何かの理想を構築すれば全てが救われるであろうとか、自分はそのリーダーになれると思っている考え方に対して、私には子供じみたヒーローごっこにしか思えないのである。その理想を築こうと本気で考え、実行した場合、かつての理想主義者が陥ったような破壊と虐待、虐殺が待っているであろうと思う。私はこんなものに加担したくないばかりか、極度の理想主義者に対しては全面的に批判し、妨害し、抵抗しなければならないと考えるものである。

 

左派との対立を引き受けると同時に右派との対立も引き受けるという立場

 

私は左翼が示した理想主義に対して敵対せずにはいられないが、それが右翼においても示されるのであれば、それに対しても敵対しなければならないと考えている。現実はわれわれの思うようにはいかない。われわれの正義とは、われわれの神経系の中で築かれたシステム論的なものに過ぎず、そのシステム論たるや概ね適当なもの、ずさんなもの、自分勝手な解釈で作られたものであるのがオチであろうと感じる。

 

伝統的な保守派が葛藤の中で格闘する現実の世界

 

その中で、保守派は苛立ちと共に対話に励むしかなく、苦々しい相手の矛盾と自己の矛盾の中で格闘し、不完全ながらもその整合性、統合、無矛盾を模索するよりないに違いない。それは残念ながら不完全であり続けるだろう。
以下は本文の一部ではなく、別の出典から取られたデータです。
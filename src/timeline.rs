//! Snapshot index: ordered (timestep, source file) records across all inputs
//!
//! Input paths are ordered naturally by name, then each file contributes its
//! own timesteps in ascending order. Records are never merged or
//! de-duplicated across files: the same index in two files is two records.

use crate::data_source::SnapshotReader;
use crate::errors::{Result, SliceVisError};
use crate::hdf5_io::Hdf5Snapshot;
use crate::utils::sort_paths_naturally;
use std::path::{Path, PathBuf};
use tracing::{debug, info};

/// One renderable timestep and the container it lives in
#[derive(Debug, Clone, PartialEq, Eq)]
pub struct TimestepRecord {
    pub index: u64,
    pub source: PathBuf,
}

/// Ordered sequence of timestep records
#[derive(Debug, Clone, Default, PartialEq, Eq)]
pub struct Timeline {
    records: Vec<TimestepRecord>,
    file_count: usize,
}

impl Timeline {
    pub fn records(&self) -> &[TimestepRecord] {
        &self.records
    }

    pub fn len(&self) -> usize {
        self.records.len()
    }

    pub fn is_empty(&self) -> bool {
        self.records.is_empty()
    }

    /// Number of input files the timeline was built from
    pub fn file_count(&self) -> usize {
        self.file_count
    }

    /// # Errors
    ///
    /// Returns [`SliceVisError::EmptyTimeline`] if no timesteps were found.
    pub fn first(&self) -> Result<&TimestepRecord> {
        self.records.first().ok_or(SliceVisError::EmptyTimeline)
    }

    /// # Errors
    ///
    /// Returns [`SliceVisError::EmptyTimeline`] if no timesteps were found.
    pub fn last(&self) -> Result<&TimestepRecord> {
        self.records.last().ok_or(SliceVisError::EmptyTimeline)
    }

    pub fn iter(&self) -> std::slice::Iter<'_, TimestepRecord> {
        self.records.iter()
    }
}

impl<'a> IntoIterator for &'a Timeline {
    type Item = &'a TimestepRecord;
    type IntoIter = std::slice::Iter<'a, TimestepRecord>;

    fn into_iter(self) -> Self::IntoIter {
        self.records.iter()
    }
}

/// Builds the timeline from HDF5/JLD2 snapshot files.
///
/// # Errors
///
/// Fails with [`SliceVisError::MissingInput`] for unreadable paths and
/// [`SliceVisError::MissingKey`] if a file lacks `timeseries/t`.
pub fn build_timeline<P: AsRef<Path>>(paths: &[P]) -> Result<Timeline> {
    build_timeline_with(paths, |path: &Path| Hdf5Snapshot::open(path))
}

/// Builds the timeline using `open` to obtain a reader for each path.
pub fn build_timeline_with<P, R, F>(paths: &[P], open: F) -> Result<Timeline>
where
    P: AsRef<Path>,
    R: SnapshotReader,
    F: Fn(&Path) -> Result<R>,
{
    let mut ordered: Vec<PathBuf> = paths.iter().map(|p| p.as_ref().to_path_buf()).collect();
    sort_paths_naturally(&mut ordered);

    let mut records = Vec::new();
    for path in &ordered {
        let reader = open(path)?;
        let indices = reader.timesteps()?;
        debug!(
            path = %path.display(),
            count = indices.len(),
            "Indexed snapshot file"
        );
        records.extend(indices.into_iter().map(|index| TimestepRecord {
            index,
            source: path.clone(),
        }));
    }

    let timeline = Timeline {
        records,
        file_count: ordered.len(),
    };

    match (timeline.records.first(), timeline.records.last()) {
        (Some(first), Some(last)) => info!(
            "Found {} snapshots per field across {} files: i={}->{}",
            timeline.len(),
            timeline.file_count,
            first.index,
            last.index
        ),
        _ => info!(
            "Found 0 snapshots per field across {} files",
            timeline.file_count
        ),
    }

    Ok(timeline)
}
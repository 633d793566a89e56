//! Natural ("human") ordering of file names
//!
//! Runs of ASCII digits compare by numeric value, everything else compares
//! character by character, so `frame2` sorts before `frame10`.

use std::cmp::Ordering;
use std::iter::Peekable;
use std::path::PathBuf;
use std::str::Chars;

/// Compares two strings treating embedded digit runs as integers.
pub fn natural_cmp(a: &str, b: &str) -> Ordering {
    let mut left = a.chars().peekable();
    let mut right = b.chars().peekable();

    loop {
        match (left.peek().copied(), right.peek().copied()) {
            (None, None) => return a.cmp(b),
            (None, Some(_)) => return Ordering::Less,
            (Some(_), None) => return Ordering::Greater,
            (Some(l), Some(r)) if l.is_ascii_digit() && r.is_ascii_digit() => {
                let l_run = take_digits(&mut left);
                let r_run = take_digits(&mut right);
                match compare_digit_runs(&l_run, &r_run) {
                    Ordering::Equal => continue,
                    other => return other,
                }
            }
            (Some(l), Some(r)) => {
                left.next();
                right.next();
                match l.cmp(&r) {
                    Ordering::Equal => continue,
                    other => return other,
                }
            }
        }
    }
}

/// Sorts `names` in place by [`natural_cmp`].
pub fn sort_naturally<S: AsRef<str>>(names: &mut [S]) {
    names.sort_by(|a, b| natural_cmp(a.as_ref(), b.as_ref()));
}

/// Sorts paths in place by [`natural_cmp`] on their display form.
pub fn sort_paths_naturally(paths: &mut [PathBuf]) {
    paths.sort_by(|a, b| natural_cmp(&a.to_string_lossy(), &b.to_string_lossy()));
}

fn take_digits(chars: &mut Peekable<Chars<'_>>) -> String {
    let mut run = String::new();
    while let Some(&c) = chars.peek() {
        if !c.is_ascii_digit() {
            break;
        }
        run.push(c);
        chars.next();
    }
    run
}

// Digit runs of any length: strip leading zeros, then longer means larger.
fn compare_digit_runs(a: &str, b: &str) -> Ordering {
    let a_trim = a.trim_start_matches('0');
    let b_trim = b.trim_start_matches('0');
    a_trim
        .len()
        .cmp(&b_trim.len())
        .then_with(|| a_trim.cmp(b_trim))
}
//! Renders one frame from an in-memory container, no input file needed.
//!
//! ```text
//! cargo run --example render_synthetic -- synthetic.png 100
//! ```
//! Arguments are the output path and the DPI (default 100).

use slice_vis::prelude::*;
use std::path::PathBuf;

fn main() -> Result<()> {
    let mut args = std::env::args().skip(1);
    let output = PathBuf::from(args.next().unwrap_or_else(|| "synthetic.png".to_string()));
    let dpi = args
        .next()
        .map(|s| s.parse::<f64>())
        .transpose()
        .map_err(|e| SliceVisError::InvalidParameters(format!("bad dpi: {e}")))?
        .unwrap_or(100.0);

    let grid = GridSpec::new(48, 48, 32, 400.0, 400.0, 100.0);
    let mut snapshot = MemorySnapshot::new("synthetic", grid);
    snapshot.insert_time(36000, 36000.0);
    snapshot.insert_field_with("T", 36000, |plane, i, j| {
        let (a, b) = plane.interior_shape(&grid);
        let u = i as f64 / a as f64;
        let v = j as f64 / b as f64;
        match plane {
            SlicePlane::Xy => 19.6 + 0.3 * (6.0 * u).sin() * (5.0 * v).cos(),
            SlicePlane::Xz | SlicePlane::Yz => 20.0 - 0.9 * v + 0.05 * (8.0 * u).sin(),
        }
    });

    let params = RenderParameters {
        dpi,
        ..RenderParameters::default()
    };

    println!("🎨 Rendering synthetic frame at {} dpi", dpi);
    RenderSession::default().render_from_reader(&snapshot, 36000, &output, &params)?;
    println!("✅ Saved {}", output.display());
    Ok(())
}
use crate::db::connection::DbPool;
use crate::db::models::Question;
use chrono::{DateTime, Utc};
use sqlx::Error;
use uuid::Uuid;

/// Filter and ordering applied by [`list_questions`].
#[derive(Debug, Clone, Default)]
pub struct QuestionFilter {
    /// Keep questions whose publication date is at or before this instant.
    pub published_no_later_than: Option<DateTime<Utc>>,
    pub order: QuestionOrder,
}

#[derive(Debug, Clone, Copy, Default)]
pub enum QuestionOrder {
    #[default]
    NewestFirst,
    OldestFirst,
}

pub async fn create_question(
    pool: &DbPool,
    question_text: &str,
    pub_date: DateTime<Utc>,
    end_date: DateTime<Utc>,
) -> Result<Uuid, Error> {
    let question_id = Uuid::new_v4();

    sqlx::query("INSERT INTO questions (id, question_text, pub_date, end_date) VALUES ($1, $2, $3, $4)")
        .bind(question_id)
        .bind(question_text)
        .bind(pub_date)
        .bind(end_date)
        .execute(pool)
        .await?;

    Ok(question_id)
}

pub async fn get_question(pool: &DbPool, question_id: Uuid) -> Result<Option<Question>, Error> {
    let row = sqlx::query_as::<_, Question>(
        "SELECT id, question_text, pub_date, end_date FROM questions WHERE id = $1",
    )
    .bind(question_id)
    .fetch_optional(pool)
    .await?;

    Ok(row)
}

pub async fn list_questions(
    pool: &DbPool,
    filter: &QuestionFilter,
) -> Result<Vec<Question>, Error> {
    let direction = match filter.order {
        QuestionOrder::NewestFirst => "DESC",
        QuestionOrder::OldestFirst => "ASC",
    };

    let rows = if let Some(cutoff) = filter.published_no_later_than {
        let sql = format!(
            "SELECT id, question_text, pub_date, end_date FROM questions \
             WHERE pub_date <= $1 ORDER BY pub_date {direction}"
        );
        sqlx::query_as::<_, Question>(&sql)
            .bind(cutoff)
            .fetch_all(pool)
            .await?
    } else {
        let sql = format!(
            "SELECT id, question_text, pub_date, end_date FROM questions \
             ORDER BY pub_date {direction}"
        );
        sqlx::query_as::<_, Question>(&sql).fetch_all(pool).await?
    };

    Ok(rows)
}
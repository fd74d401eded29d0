use axum::http::HeaderMap;
use chrono::{DateTime, Utc};
use std::net::SocketAddr;
use tracing::{info, warn};
use uuid::Uuid;

/// Authentication and voting events observed by the audit log.
///
/// Login failures carry the submitted username, which may not match any
/// account.
#[derive(Debug, Clone)]
pub enum AuthEvent {
    LoginSucceeded {
        username: String,
        ip: String,
        at: DateTime<Utc>,
    },
    LoginFailed {
        username: String,
        ip: String,
        at: DateTime<Utc>,
    },
    LoggedOut {
        username: String,
        ip: String,
        at: DateTime<Utc>,
    },
    VoteCast {
        username: String,
        ip: String,
        question_id: Uuid,
        at: DateTime<Utc>,
    },
}

pub type AuthEventHandler = Box<dyn Fn(&AuthEvent) + Send + Sync>;

/// Dispatches [`AuthEvent`]s to subscribed handlers.
///
/// Handlers are registered once during startup, before the source is shared
/// with the request handlers. Dispatch is synchronous and best-effort:
/// handlers return nothing and cannot fail the emitting request.
#[derive(Default)]
pub struct AuthEventSource {
    handlers: Vec<AuthEventHandler>,
}

impl AuthEventSource {
    pub fn new() -> Self {
        Self::default()
    }

    pub fn subscribe(&mut self, handler: AuthEventHandler) {
        self.handlers.push(handler);
    }

    pub fn emit(&self, event: &AuthEvent) {
        for handler in &self.handlers {
            handler(event);
        }
    }
}

/// Subscribe the audit log sink: one tracing line per event.
pub fn register_audit_log(events: &mut AuthEventSource) {
    events.subscribe(Box::new(|event| match event {
        AuthEvent::LoginSucceeded { username, ip, at } => {
            info!("login user: {username}, ip: {ip}, date: {at}");
        }
        AuthEvent::LoggedOut { username, ip, at } => {
            info!("logout user: {username}, ip: {ip}, date: {at}");
        }
        AuthEvent::LoginFailed { username, ip, at } => {
            warn!("login failed for user: {username}, ip: {ip}, date: {at}");
        }
        AuthEvent::VoteCast {
            username,
            ip,
            question_id,
            at,
        } => {
            info!("vote by user: {username}, ip: {ip}, question: {question_id}, date: {at}");
        }
    }));
}

/// The client address for audit records: the first entry of the
/// `x-forwarded-for` header when a proxy supplied one, else the peer address.
pub fn client_ip(headers: &HeaderMap, remote: SocketAddr) -> String {
    headers
        .get("x-forwarded-for")
        .and_then(|value| value.to_str().ok())
        .and_then(|value| value.split(',').next())
        .map(|entry| entry.trim().to_string())
        .filter(|entry| !entry.is_empty())
        .unwrap_or_else(|| remote.ip().to_string())
}

#[cfg(test)]
mod tests {
    use super::*;
    use axum::http::HeaderValue;
    use std::sync::Arc;
    use std::sync::atomic::{AtomicUsize, Ordering};

    fn remote() -> SocketAddr {
        "192.0.2.7:44321".parse().expect("valid socket address")
    }

    #[test]
    fn client_ip_prefers_forwarded_header() {
        let mut headers = HeaderMap::new();
        headers.insert(
            "x-forwarded-for",
            HeaderValue::from_static("203.0.113.9, 10.0.0.1"),
        );
        assert_eq!(client_ip(&headers, remote()), "203.0.113.9");
    }

    #[test]
    fn client_ip_trims_single_forwarded_entry() {
        let mut headers = HeaderMap::new();
        headers.insert("x-forwarded-for", HeaderValue::from_static(" 203.0.113.9 "));
        assert_eq!(client_ip(&headers, remote()), "203.0.113.9");
    }

    #[test]
    fn client_ip_falls_back_to_peer_address() {
        assert_eq!(client_ip(&HeaderMap::new(), remote()), "192.0.2.7");
    }

    #[test]
    fn client_ip_ignores_empty_forwarded_header() {
        let mut headers = HeaderMap::new();
        headers.insert("x-forwarded-for", HeaderValue::from_static(""));
        assert_eq!(client_ip(&headers, remote()), "192.0.2.7");
    }

    #[test]
    fn emit_reaches_every_subscriber() {
        let mut events = AuthEventSource::new();
        let seen = Arc::new(AtomicUsize::new(0));

        for _ in 0..3 {
            let seen = Arc::clone(&seen);
            events.subscribe(Box::new(move |_| {
                seen.fetch_add(1, Ordering::SeqCst);
            }));
        }

        events.emit(&AuthEvent::LoggedOut {
            username: "pat".to_string(),
            ip: "192.0.2.7".to_string(),
            at: Utc::now(),
        });
        events.emit(&AuthEvent::LoginFailed {
            username: "pat".to_string(),
            ip: "192.0.2.7".to_string(),
            at: Utc::now(),
        });

        assert_eq!(seen.load(Ordering::SeqCst), 6);
    }

    #[test]
    fn emit_with_no_subscribers_is_a_no_op() {
        let events = AuthEventSource::new();
        events.emit(&AuthEvent::LoginSucceeded {
            username: "pat".to_string(),
            ip: "192.0.2.7".to_string(),
            at: Utc::now(),
        });
    }
}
我々は失敗し、挫折し、苦悩し、時に絶望せざるをえないだろうが、これにより安易な回答、完成された論理、絶対的正義を見出すことのほうがよっぽど危険であると思う。

 

理想主義的保守主義者への挑戦状

 

私がもし仮に小保守主義とみなされ、それをもって嘲笑されたとしても、基本的にはどうでもいい話である。問題なのはそのレッテルではなく、中身であるはずであろう。保守主義が小さいものに見えるならそれはそれで結構であるとすら思う。小さな存在を大きく誇示してみせ、闇雲に自己正当化に走るよりは、自らの小ささ、不完全さ、愚かさをはっきり認めることのほうが私には重要であるように思うからである。